When you drove me home at 2am and for the first time we talked to each other like we had something to say.
That night as we sat on the sofa watching TV and I couldn’t even look at you for fear that the magic between us would wear off as the stars chased the sun away.
I almost loved you.
When you kissed me in a vodka soaked haze and the only word I wanted to say afterwards was “wow”.
In the hours spent aimless in your car. I told you all my stories whilst you tried not to smirk or laugh which would distract your from the road. Feeling your eyes on me whilst I sang along to our songs with my hair blowing in the wind. In pitch black visiting our favourite places and taking blind left and rights until there was nothing left to do but take me home.
I almost loved you.
As we danced around in smokey clubs. It felt like we were the only ones dancing and I just wanted you to kiss me again. But you didn’t.
And I almost loved you.
Even as I knew you wanted to beg me not to. As I knew exactly what you’d say if I told you I did. That all you’ve ever known is how to be broken and all over the place and you’d break me too if I let you. That my heart was too fragile in your clumsy hands. You’d tell me my heart didn’t stand a chance and you knew it. You wouldn’t have known then that it was already too late.

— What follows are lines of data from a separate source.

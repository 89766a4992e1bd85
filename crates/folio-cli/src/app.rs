use std::path::PathBuf;

use folio_core::{AdminAccounts, Store, TokenSigner};
use tracing::debug;

use crate::cli::Cli;
use crate::config::{
    default_config_path, default_store_path, read_config, require_token_secret, resolve_mode,
    FolioConfig, RunMode,
};

/// Everything a command needs: the opened store, the account service and
/// the resolved run mode.
pub struct AppContext {
    store: Store,
    accounts: AdminAccounts,
    mode: RunMode,
    quiet: bool,
}

impl AppContext {
    /// Resolve config and open the store.
    ///
    /// Fails when the token signing secret is missing, before any data is
    /// touched.
    pub fn boot(cli: &Cli) -> anyhow::Result<Self> {
        let secret = require_token_secret()?;
        let signer = TokenSigner::new(&secret)?;

        let config = load_config(cli)?;
        let mode = resolve_mode(&config)?;
        let root = resolve_store_path(cli, &config)?;
        debug!(root = %root.display(), ?mode, "opening store");

        let store = Store::open(&root)?;
        let accounts = AdminAccounts::new(&store, signer);
        Ok(Self {
            store,
            accounts,
            mode,
            quiet: cli.quiet,
        })
    }

    pub fn store(&self) -> &Store {
        &self.store
    }

    pub fn accounts(&self) -> &AdminAccounts {
        &self.accounts
    }

    pub fn mode(&self) -> RunMode {
        self.mode
    }

    pub fn quiet(&self) -> bool {
        self.quiet
    }
}

pub fn resolve_config_path(cli: &Cli) -> anyhow::Result<PathBuf> {
    match cli.config.as_deref().map(str::trim) {
        Some(path) if !path.is_empty() => Ok(PathBuf::from(path)),
        _ => default_config_path(),
    }
}

fn load_config(cli: &Cli) -> anyhow::Result<FolioConfig> {
    read_config(&resolve_config_path(cli)?)
}

/// `--store`/`FOLIO_STORE` first, then the config file, then the XDG data dir.
pub fn resolve_store_path(cli: &Cli, config: &FolioConfig) -> anyhow::Result<PathBuf> {
    if let Some(path) = cli.store.as_deref().filter(|p| !p.trim().is_empty()) {
        return Ok(PathBuf::from(path));
    }
    if let Some(path) = config.store.path.as_deref().filter(|p| !p.trim().is_empty()) {
        return Ok(PathBuf::from(path));
    }
    default_store_path()
}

And when it was 2am again but this time the air was filled with my bitter words that I should have said months ago and your silent resignation that you knew it was better this way. And this time all I could do was look at you. Desperately searching for that boy I thought you were. Or maybe that boy I wanted you to be. The air was so heavy with things that we weren’t saying and the three words that I know I can never say to you.
So I’ll just say I almost did. That I almost loved you.
And as weeks will turn in to months after I cut the romantic part of our story in to shreds I’ll start to forget. I’ll start to forget how you always ran your hands through your hair when you were nervous. The way you scrunched your nose up when you were frustrated. The wink you always threw my way that said more than any number of words could have ever done. But I’ll still always almost love you. I almost always will. And I only almost hope you almost loved me too.